B. What are we trying to get to (outcomes)?
C. What do we lack/need to move us from A to B (gap analysis)?
(Some Project Managers will add a separate D here: What’s it going to cost? I generally factor cost into the resourcing details as part of establishing a baseline process.)

Once we have answers to these questions, we can generally start assembling the roadmap, and along the way, we want to look at both major goals (endpoints) and minor goals (milestones) that we set for ourselves to help see where we’re making progress and where we’re struggling or need some extra help. Both major and minor goals need to be clearly defined, however, and this is where Change Management as a personal or relational development process often falls apart for people because this kind of goal setting outside a corporate structure seems pretty alien in the hand-wavy, airy-flairy feelies of our relationships. But if we don’t have clearly defined goals and explicit metrics for success, how will we know when we’ve achieved them? How will we even measure progress towards them? How will we communicate them to others around us we may need to be involved in the change process? How will we hold ourselves (or those others who consent to participate) accountable?

We set SMART Goals.

SMART stands for:
Specific: has a clear target in a precise area for improvement (also sometimes Sustainable: a pervasive improvement)
Measurable: has clear indicators (metrics) for improvement
Assignable: has a clear owner consenting to take responsibility for the goal (also sometimes Achievable, but I find that gets covered by the next letter)
Realistic: improvement target that can be reached with the current resources or with resources discovered via the gap analysis
Time-boxed: has a specific timeframe for achieving the milestone or end goal

Admittedly, none of this is likely to spark the sense of feel-good flexibility of some primo handwavy, airy promises for change that lack concrete details. We all love the romanticism of open-ended promises that will magically be fulfilled exactly to our unspoken expectations, don’t we? Isn’t that the entire myth of how “Love Conquers All” in a nutshell??

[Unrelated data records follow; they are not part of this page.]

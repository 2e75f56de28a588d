//! # Block Side Module
//!
//! This module defines the six faces of a voxel block together with the geometry
//! the mesher needs for each: the neighbor offset to test for occlusion, the outward
//! normal, and the quad corners in counter-clockwise order seen from outside.

use cgmath::Vector3;

/// Represents the six possible faces of a voxel block.
///
/// The discriminants index the per-face tables (`BLOCK_TYPE_TO_ATLAS_CELLS`) and fix
/// the order in which the mesher visits faces, which keeps mesh output stable.
#[derive(PartialEq, Eq, Hash, Copy, Clone, Debug)]
pub enum BlockSide {
    /// The front face (facing positive Z)
    FRONT = 0,

    /// The back face (facing negative Z)
    BACK = 1,

    /// The bottom face (facing negative Y)
    BOTTOM = 2,

    /// The top face (facing positive Y)
    TOP = 3,

    /// The left face (facing negative X)
    LEFT = 4,

    /// The right face (facing positive X)
    RIGHT = 5,
}

impl BlockSide {
    /// Returns all six faces in discriminant order.
    pub fn all() -> [BlockSide; 6] {
        [
            BlockSide::FRONT,
            BlockSide::BACK,
            BlockSide::BOTTOM,
            BlockSide::TOP,
            BlockSide::LEFT,
            BlockSide::RIGHT,
        ]
    }

    /// The offset from a block to the neighbor this face touches.
    pub fn offset(self) -> Vector3<i32> {
        match self {
            BlockSide::FRONT => Vector3::new(0, 0, 1),
            BlockSide::BACK => Vector3::new(0, 0, -1),
            BlockSide::BOTTOM => Vector3::new(0, -1, 0),
            BlockSide::TOP => Vector3::new(0, 1, 0),
            BlockSide::LEFT => Vector3::new(-1, 0, 0),
            BlockSide::RIGHT => Vector3::new(1, 0, 0),
        }
    }

    /// The outward unit normal of this face.
    pub fn normal(self) -> Vector3<f32> {
        self.offset().cast::<f32>().unwrap_or(Vector3::new(0.0, 0.0, 0.0))
    }

    pub fn opposite(self) -> BlockSide {
        match self {
            BlockSide::FRONT => BlockSide::BACK,
            BlockSide::BACK => BlockSide::FRONT,
            BlockSide::BOTTOM => BlockSide::TOP,
            BlockSide::TOP => BlockSide::BOTTOM,
            BlockSide::LEFT => BlockSide::RIGHT,
            BlockSide::RIGHT => BlockSide::LEFT,
        }
    }

    /// Maps an axis step produced by a ray march back to the face it entered through.
    ///
    /// `axis` is 0, 1 or 2 for x, y, z; `step_positive` is the direction of travel.
    /// The face entered is the one facing against the travel direction.
    pub fn entered_through(axis: usize, step_positive: bool) -> BlockSide {
        match (axis, step_positive) {
            (0, true) => BlockSide::LEFT,
            (0, false) => BlockSide::RIGHT,
            (1, true) => BlockSide::BOTTOM,
            (1, false) => BlockSide::TOP,
            (_, true) => BlockSide::BACK,
            (_, false) => BlockSide::FRONT,
        }
    }
}

#[cfg(test)]
mod tests {
    use super::*;
    use cgmath::Vector3;

    #[test]
    fn opposite_sides_cancel_out() {
        for side in BlockSide::all() {
            assert_eq!(side.offset() + side.opposite().offset(), Vector3::new(0, 0, 0));
            assert_eq!(side.opposite().opposite(), side);
        }
    }

    #[test]
    fn entered_face_points_back_along_the_ray() {
        let side = BlockSide::entered_through(1, false);
        assert_eq!(side, BlockSide::TOP);
        assert_eq!(side.offset(), Vector3::new(0, 1, 0));
    }
}
//! Task for generating mesh data for chunks in a background thread.
//!
//! This module contains the `ChunkMeshGenerationTask` which builds the vertex and
//! index data of one chunk off the main thread and leaves the result in the
//! terrain's upload mailbox for the coordinator.

use std::sync::Arc;

use crate::{
    core::MtResource,
    engine_state::{
        rendering::meshing::ChunkMeshData,
        task_management::task::Task,
        voxels::{chunk::Chunk, terrain::Terrain},
    },
};

/// A task that generates mesh data for a chunk in a background thread.
///
/// This task is responsible for:
/// 1. Snapshotting the chunk and the border slabs of its neighbors
/// 2. Generating opaque and transparent vertex and index data
/// 3. Appending the result to the terrain's mesh-data mailbox
pub struct ChunkMeshGenerationTask {
    terrain: Arc<Terrain>,
    /// The chunk that needs mesh generation
    chunk: MtResource<Chunk>,
}

impl ChunkMeshGenerationTask {
    /// Creates a new chunk mesh generation task.
    ///
    /// # Arguments
    /// * `terrain` - The terrain used to look up neighboring chunks
    /// * `chunk` - The generated chunk that needs mesh generation
    pub fn new(terrain: Arc<Terrain>, chunk: MtResource<Chunk>) -> Self {
        ChunkMeshGenerationTask { terrain, chunk }
    }
}

impl Task for ChunkMeshGenerationTask {
    fn name(&self) -> &'static str {
        "chunk_mesh_generation"
    }

    fn process(&self) {
        if !self.chunk.get().is_generated() {
            log::warn!("Skipping meshing of ungenerated chunk {:?}", self.chunk.get().position);
            return;
        }
        let mesh = ChunkMeshData::build(&self.terrain, self.chunk.clone());
        log::trace!(
            "Meshed chunk {:?}: {} faces at generation {}",
            mesh.position,
            mesh.face_count(),
            mesh.generation
        );
        self.terrain.chunks_with_mesh_data().push(mesh);
    }
}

It aten’t romantic, but I can guarantee it IS effective. The term was apparently first published in 1981, meaning it was in use in some circles well before being codified for public consumption, and it has been a standard approach of project management for more than four decades for many reasons:

  • It’s much easier to communicate expectations
  • Everyone tends to feel much more comfortable when they know not just WHAT to expect, but WHEN
  • It’s much easier to invite participation where we need it (and to communicate expectations explicitly for other participants to provide informed buy-in or consent)
  • It’s much easier to hold ourselves and other consenting participants accountable
  • It’s much easier to measure progress toward SMART goals and milestones, which also means…
  • It’s much easier to adjust course* when we stray from the roadmap and stop meeting milestones and end goals

Change isn’t always easy, but we also don’t need to make it any harder than it has to be. How we set specific goals that are SMART takes some clear idea of what we’re trying to change or move towards and why, as well as some understanding of what we already have as resources and support for those changes, and what we’re going to need to get there from here. That’s the part where some external perspective and wisdom–an experienced friend or family member, a mentor, a therapist–comes in handy, especially when it comes to keeping goals and milestones realistic, and helping with navigating the expectation-setting communications around them.


(*–Someday I swear I need to write something about adapting Agile methodologies to psychotherapy, but that day is definitely NOT TODAY SATAN.)